:: DATA RECORDS

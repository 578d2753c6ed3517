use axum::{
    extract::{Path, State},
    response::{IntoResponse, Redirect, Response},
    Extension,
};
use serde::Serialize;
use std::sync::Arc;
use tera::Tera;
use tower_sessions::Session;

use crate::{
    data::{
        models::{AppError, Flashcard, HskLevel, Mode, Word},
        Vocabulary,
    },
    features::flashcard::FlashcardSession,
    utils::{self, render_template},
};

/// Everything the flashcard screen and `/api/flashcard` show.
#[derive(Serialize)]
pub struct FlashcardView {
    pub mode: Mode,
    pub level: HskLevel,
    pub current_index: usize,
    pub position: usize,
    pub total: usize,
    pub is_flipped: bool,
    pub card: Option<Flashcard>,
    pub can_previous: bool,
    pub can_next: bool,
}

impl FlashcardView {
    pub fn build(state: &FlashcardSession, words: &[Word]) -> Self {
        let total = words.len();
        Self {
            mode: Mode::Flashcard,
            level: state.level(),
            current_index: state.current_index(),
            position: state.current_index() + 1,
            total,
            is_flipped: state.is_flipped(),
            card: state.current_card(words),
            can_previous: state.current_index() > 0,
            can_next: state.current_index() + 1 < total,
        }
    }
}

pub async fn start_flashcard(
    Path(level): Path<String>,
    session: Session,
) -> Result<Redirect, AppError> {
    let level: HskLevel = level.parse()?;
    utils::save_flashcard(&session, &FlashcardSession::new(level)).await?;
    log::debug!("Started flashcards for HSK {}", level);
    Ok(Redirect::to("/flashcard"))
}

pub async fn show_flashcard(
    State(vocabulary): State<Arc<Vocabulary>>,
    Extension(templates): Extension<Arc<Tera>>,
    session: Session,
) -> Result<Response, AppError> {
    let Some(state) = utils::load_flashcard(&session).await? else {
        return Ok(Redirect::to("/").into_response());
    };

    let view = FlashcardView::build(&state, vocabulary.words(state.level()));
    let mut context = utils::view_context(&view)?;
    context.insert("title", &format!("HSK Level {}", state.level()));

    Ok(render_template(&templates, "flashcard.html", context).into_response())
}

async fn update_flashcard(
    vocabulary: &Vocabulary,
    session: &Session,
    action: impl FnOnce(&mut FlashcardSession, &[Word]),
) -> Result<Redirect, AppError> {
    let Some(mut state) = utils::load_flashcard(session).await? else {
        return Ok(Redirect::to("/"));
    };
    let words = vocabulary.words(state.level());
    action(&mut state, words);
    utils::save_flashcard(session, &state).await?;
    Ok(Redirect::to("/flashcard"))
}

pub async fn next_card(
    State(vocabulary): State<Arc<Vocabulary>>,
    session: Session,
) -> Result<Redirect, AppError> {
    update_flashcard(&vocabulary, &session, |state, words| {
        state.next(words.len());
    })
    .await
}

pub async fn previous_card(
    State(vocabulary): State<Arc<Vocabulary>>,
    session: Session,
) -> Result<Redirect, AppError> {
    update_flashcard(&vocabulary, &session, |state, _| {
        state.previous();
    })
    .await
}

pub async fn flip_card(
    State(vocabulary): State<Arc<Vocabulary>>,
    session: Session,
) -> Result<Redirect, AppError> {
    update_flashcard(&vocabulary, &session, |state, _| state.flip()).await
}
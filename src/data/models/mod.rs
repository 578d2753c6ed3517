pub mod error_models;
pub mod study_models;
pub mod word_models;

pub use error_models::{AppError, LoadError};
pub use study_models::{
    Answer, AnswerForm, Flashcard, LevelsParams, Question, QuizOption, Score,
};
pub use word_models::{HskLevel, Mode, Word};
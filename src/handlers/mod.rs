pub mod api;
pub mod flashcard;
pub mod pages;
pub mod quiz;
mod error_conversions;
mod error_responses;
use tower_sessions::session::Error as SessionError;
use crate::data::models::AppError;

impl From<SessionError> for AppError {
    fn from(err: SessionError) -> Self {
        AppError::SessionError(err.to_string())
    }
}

::::

WORK REQUEST: In the lines above, find the word "total" and copy each line that contains it.

TASK SOLUTION:
    pub total: usize,
        let total = words.len();
            total,
            can_next: state.current_index() + 1 < total,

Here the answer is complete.